1820 ENGLISH POETRY 1579-1830: SPENSER AND THE TRADITION

John Clare

A Friend to Deserving Genius, "To the Editor" The New Times (24 May 1820).



SIR — It is to The New Times that I am indebted for my first knowledge of John Clare, the Northamptonshire peasant-poet, as, until then, I was ignorant that ever such a person existed.

The very interesting account given by you of this most worthy and extraordinary man, led me immediately to seek his work, when the admirable Introduction (from the pen of his liberal Publisher, Mr. Taylor, of Fleet-street), not less than the beauty and merits of the poems, made me most solicitous to inquire minutely into the character and conduct of the young poet. After the most satisfactory inquiry into these particulars, I had more than one opportunity of meeting Clare in private, when he convinced me that he was every way deserving the very favourable report I had received concerning him. This opinion has been since strongly confirmed by letters I have seen from him, wherein he unconsciously, and with the simplicity of a child, unfolds such a power of intellect, such a purity, and such a fund of moral rectitude, as would do honour to human nature, however dignified by rank and title might be the happy possessor.

The success of Clare's exquisite little volume must have surpassed his most sanguine expectations, 2000 copies of it having been dispersed amongst a discerning public within the last few months, and the third edition being on the eve of publication.

He has been highly complimented by our very first critics; at the head of these may justly be placed Mr. Gifford and the Rev. Dr. Butler, of Harrow. Some students of Cambridge have honoured Clare with a visit to Helpstone, among others, to his credit be it spoken, is Mr. Chancey Hare Townsend, who has further honoured him with a lively little sonnet, which you will, no doubt, have great satisfaction in communicating to your numerous classical readers.

With regard to more substantial approbations, the accompanying list will sufficiently speak.

Mr. Taylor has, in his introduction, most judiciously suggested, that "those persons who intend to shew Clare kindness, will not do it suddenly or partially, but as it will yield him permanent benefit." That this hint as not been thrown away is most obvious.
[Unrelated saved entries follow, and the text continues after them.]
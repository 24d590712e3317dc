//! Program-level definitions.

use indexmap::IndexMap;
use serde::{Deserialize, Serialize};

use crate::{ConstValue, NamedType, Type};

/// Field requiredness.
#[derive(Debug, Clone, Copy, Default, PartialEq, Eq, Hash, Serialize, Deserialize)]
#[serde(rename_all = "snake_case")]
pub enum Requiredness {
    Required,
    Optional,
    /// Neither keyword given: written always, never checked on read.
    #[default]
    #[serde(rename = "default", alias = "opt_in_req_out")]
    OptInReqOut,
}

impl Requiredness {
    pub fn is_required(&self) -> bool {
        matches!(self, Requiredness::Required)
    }

    pub fn is_optional(&self) -> bool {
        matches!(self, Requiredness::Optional)
    }
}

/// A field of a struct, exception, union or function argument list.
#[derive(Debug, Clone, PartialEq, Serialize, Deserialize)]
pub struct Field {
    pub key: i16,
    pub name: String,
    #[serde(rename = "type")]
    pub ty: Type,
    #[serde(default)]
    pub requiredness: Requiredness,
    #[serde(default, skip_serializing_if = "Option::is_none")]
    pub default: Option<ConstValue>,
    #[serde(default, skip_serializing_if = "Option::is_none")]
    pub doc: Option<String>,
}

impl Field {
    pub fn new(key: i16, name: impl Into<String>, ty: Type) -> Self {
        Self {
            key,
            name: name.into(),
            ty,
            requiredness: Requiredness::default(),
            default: None,
            doc: None,
        }
    }

    pub fn required(mut self) -> Self {
        self.requiredness = Requiredness::Required;
        self
    }

    pub fn optional(mut self) -> Self {
        self.requiredness = Requiredness::Optional;
        self
    }

    pub fn with_default(mut self, value: ConstValue) -> Self {
        self.default = Some(value);
        self
    }

    pub fn doc(mut self, doc: impl Into<String>) -> Self {
        self.doc = Some(doc.into());
        self
    }
}

/// A struct, exception or union definition.
#[derive(Debug, Clone, PartialEq, Serialize, Deserialize)]
pub struct Struct {
    pub name: String,
    #[serde(default)]
    pub fields: Vec<Field>,
    #[serde(default)]
    pub is_exception: bool,
    #[serde(default)]
    pub is_union: bool,
    #[serde(default, skip_serializing_if = "Option::is_none")]
    pub doc: Option<String>,
}

impl Struct {
    pub fn new(name: impl Into<String>) -> Self {
        Self {
            name: name.into(),
            fields: Vec::new(),
            is_exception: false,
            is_union: false,
            doc: None,
        }
    }

    pub fn exception(name: impl Into<String>) -> Self {
        Self {
            is_exception: true,
            ..Self::new(name)
        }
    }

    pub fn union(name: impl Into<String>) -> Self {
        Self {
            is_union: true,
            ..Self::new(name)
        }
    }

    pub fn field(mut self, field: Field) -> Self {
        self.fields.push(field);
        self
    }

    /// Fields in wire order (ascending key). Declaration order is kept for
    /// equal keys.
    pub fn sorted_fields(&self) -> Vec<&Field> {
        let mut fields: Vec<&Field> = self.fields.iter().collect();
        fields.sort_by_key(|f| f.key);
        fields
    }

    /// Look up a field by name.
    pub fn field_named(&self, name: &str) -> Option<&Field> {
        self.fields.iter().find(|f| f.name == name)
    }
}

/// A single enum member.
#[derive(Debug, Clone, PartialEq, Eq, Serialize, Deserialize)]
pub struct EnumValue {
    pub name: String,
    pub value: i32,
    #[serde(default, skip_serializing_if = "Option::is_none")]
    pub doc: Option<String>,
}

/// An enum definition. Member names are unique; values need not be.
#[derive(Debug, Clone, PartialEq, Eq, Serialize, Deserialize)]
pub struct Enum {
    pub name: String,
    #[serde(default)]
    pub values: Vec<EnumValue>,
    #[serde(default, skip_serializing_if = "Option::is_none")]
    pub doc: Option<String>,
}

impl Enum {
    pub fn new(name: impl Into<String>) -> Self {
        Self {
            name: name.into(),
            values: Vec::new(),
            doc: None,
        }
    }

    pub fn value(mut self, name: impl Into<String>, value: i32) -> Self {
        self.values.push(EnumValue {
            name: name.into(),
            value,
            doc: None,
        });
        self
    }

    /// Find a member by name. Accepts `MEMBER` and `Enum.MEMBER`.
    pub fn member(&self, ident: &str) -> Option<&EnumValue> {
        let name = ident
            .rsplit_once('.')
            .map(|(_, member)| member)
            .unwrap_or(ident);
        self.values.iter().find(|v| v.name == name)
    }

    /// First member with the given integer value.
    pub fn member_with_value(&self, value: i64) -> Option<&EnumValue> {
        self.values.iter().find(|v| i64::from(v.value) == value)
    }
}

/// A top-level typedef declaration.
#[derive(Debug, Clone, PartialEq, Eq, Serialize, Deserialize)]
pub struct Typedef {
    pub name: String,
    #[serde(rename = "type")]
    pub target: Type,
    #[serde(default, skip_serializing_if = "Option::is_none")]
    pub doc: Option<String>,
}

/// A constant declaration.
#[derive(Debug, Clone, PartialEq, Serialize, Deserialize)]
pub struct Const {
    pub name: String,
    #[serde(rename = "type")]
    pub ty: Type,
    pub value: ConstValue,
    #[serde(default, skip_serializing_if = "Option::is_none")]
    pub doc: Option<String>,
}

/// A service function.
#[derive(Debug, Clone, PartialEq, Serialize, Deserialize)]
pub struct Function {
    pub name: String,
    #[serde(default = "void")]
    pub returns: Type,
    #[serde(default)]
    pub arguments: Vec<Field>,
    #[serde(default)]
    pub exceptions: Vec<Field>,
    #[serde(default)]
    pub oneway: bool,
    #[serde(default, skip_serializing_if = "Option::is_none")]
    pub doc: Option<String>,
}

fn void() -> Type {
    Type::Void
}

impl Function {
    pub fn new(name: impl Into<String>, returns: Type) -> Self {
        Self {
            name: name.into(),
            returns,
            arguments: Vec::new(),
            exceptions: Vec::new(),
            oneway: false,
            doc: None,
        }
    }

    pub fn arg(mut self, field: Field) -> Self {
        self.arguments.push(field);
        self
    }

    pub fn throws(mut self, field: Field) -> Self {
        self.exceptions.push(field);
        self
    }

    pub fn oneway(mut self) -> Self {
        self.oneway = true;
        self
    }
}

/// A service definition.
#[derive(Debug, Clone, PartialEq, Serialize, Deserialize)]
pub struct Service {
    pub name: String,
    #[serde(default)]
    pub functions: Vec<Function>,
    #[serde(default, skip_serializing_if = "Option::is_none")]
    pub extends: Option<NamedType>,
    #[serde(default, skip_serializing_if = "Option::is_none")]
    pub doc: Option<String>,
}

impl Service {
    pub fn new(name: impl Into<String>) -> Self {
        Self {
            name: name.into(),
            functions: Vec::new(),
            extends: None,
            doc: None,
        }
    }

    pub fn function(mut self, function: Function) -> Self {
        self.functions.push(function);
        self
    }

    pub fn extends(mut self, parent: NamedType) -> Self {
        self.extends = Some(parent);
        self
    }
}

/// A parsed Thrift program (one IDL file).
#[derive(Debug, Clone, Default, PartialEq, Serialize, Deserialize)]
pub struct Program {
    /// Defaults to the document's file stem when loaded from disk.
    #[serde(default)]
    pub name: String,
    /// Target language → namespace, in declaration order.
    #[serde(default)]
    pub namespaces: IndexMap<String, String>,
    #[serde(default, skip_serializing_if = "Option::is_none")]
    pub doc: Option<String>,
    #[serde(default)]
    pub typedefs: Vec<Typedef>,
    #[serde(default)]
    pub enums: Vec<Enum>,
    #[serde(default)]
    pub consts: Vec<Const>,
    /// Structs, unions and exceptions in declaration order.
    #[serde(default)]
    pub structs: Vec<Struct>,
    #[serde(default)]
    pub services: Vec<Service>,
    /// Included programs, resolved by the loader.
    #[serde(skip)]
    pub includes: Vec<Program>,
}

impl Program {
    pub fn new(name: impl Into<String>) -> Self {
        Self {
            name: name.into(),
            ..Self::default()
        }
    }

    /// Namespace declared for `language`, if any.
    pub fn namespace(&self, language: &str) -> Option<&str> {
        self.namespaces
            .get(language)
            .or_else(|| self.namespaces.get("*"))
            .map(String::as_str)
    }

    /// The program that defines `named`: this one or a (transitively)
    /// included one.
    pub fn program_for(&self, named: &NamedType) -> Option<&Program> {
        match named.program.as_deref() {
            None => Some(self),
            Some(p) if p == self.name => Some(self),
            Some(p) => self.find_include(p),
        }
    }

    /// Find an included program by name, searching transitively.
    pub fn find_include(&self, name: &str) -> Option<&Program> {
        self.includes.iter().find_map(|inc| {
            if inc.name == name {
                Some(inc)
            } else {
                inc.find_include(name)
            }
        })
    }

    pub fn find_struct(&self, named: &NamedType) -> Option<&Struct> {
        self.program_for(named)?
            .structs
            .iter()
            .find(|s| s.name == named.name)
    }

    pub fn find_enum(&self, named: &NamedType) -> Option<&Enum> {
        self.program_for(named)?
            .enums
            .iter()
            .find(|e| e.name == named.name)
    }

    pub fn find_service(&self, named: &NamedType) -> Option<&Service> {
        self.program_for(named)?
            .services
            .iter()
            .find(|s| s.name == named.name)
    }

    pub fn find_typedef(&self, named: &NamedType) -> Option<&Typedef> {
        self.program_for(named)?
            .typedefs
            .iter()
            .find(|t| t.name == named.name)
    }

    /// Non-exception structs (including unions), in declaration order.
    pub fn plain_structs(&self) -> impl Iterator<Item = &Struct> {
        self.structs.iter().filter(|s| !s.is_exception)
    }

    /// Exceptions, in declaration order.
    pub fn exceptions(&self) -> impl Iterator<Item = &Struct> {
        self.structs.iter().filter(|s| s.is_exception)
    }
}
Clare's state of health has been so very indifferent for many weeks past, as to compel him to renounce the slightest bodily labour; the poor fellow was born weakly, and has been subject to fits from his very earliest infancy. It will be heard with much satisfaction, that Lord Milton has, consistently with his former noble conduct towards the poor sufferer, placed him under a most eminent physician, in consequence of which he is returning to comparative health, for as to bodily labour, it is for ever out of the question. — I am, Sir, your most obliged humble servant, A FRIEND TO DESERVING GENIUS.

P.S. Should it be considered that the sums already subscribed for Clare are quite sufficient for his support, let it be remembered that he has a wife and two aged parents to maintain; that his mother is sinking under a dropsy, and that his father has been a cripple from rheumatism upwards of seven years. Be it remembered likewise, that permanent relief is required, and that his capital (now in Five per Cents.) is not to be broken in upon.

LIST OF CLARE'S ILLUSTRIOUS AND NOBLE BENEFACTORS, PATRONS, AND PATRONESSES.

Prince Leopold, 20; Duke of Beford, 20; Earl Fitzwilliam, 100; Lord John Russell, 10; Earl of Cardigan, 10; Earl of Brownlow, 10; Earl of Winchelsea, 10; Lord Milton, 20; Lord Kenyon, 10; Lord Northwick, 10; Countess of Derby, 4; Sir Thomas Baring, Bart. 10; E. Lee, Esq. 5; J. Watts Russell, Esq. 5; Messrs. Taylor and Hessey, 100; Marquis of Exeter, annuity for life, 15; Earl Manvers, 10; Lord Rivers, 5; Earl and Countess of Harcourt; Earl and Countess of Liverpool; Earl and Countess of Waldegrave, 8 copies; Countess of Erne; Countess of Normanton, 6 copies; Bishop of Durham, 8 copies; Mrs. Ross, Portland-place, 12 copies; Mr. and Mrs. Bootle Wilbraham, 8 copies; Mrs. Hort, Wimpole-street, 40 copies; Admiral Sir Charles Pole, 6 copies; Sir Thomas Baring, Bart. 20 copies; Sir James Langham, Bart. 6 copies; Thomas Hope, Esq. 3 1 copy; H. P. Hope, Esq. 5 1 copy; Mrs. Hill, 4 copies; Hon. Mr. Fortescue, 4 copies; Wm. Sotheby, Esq. 4 copies; Sundry 1 notes given for one or two copies, 15.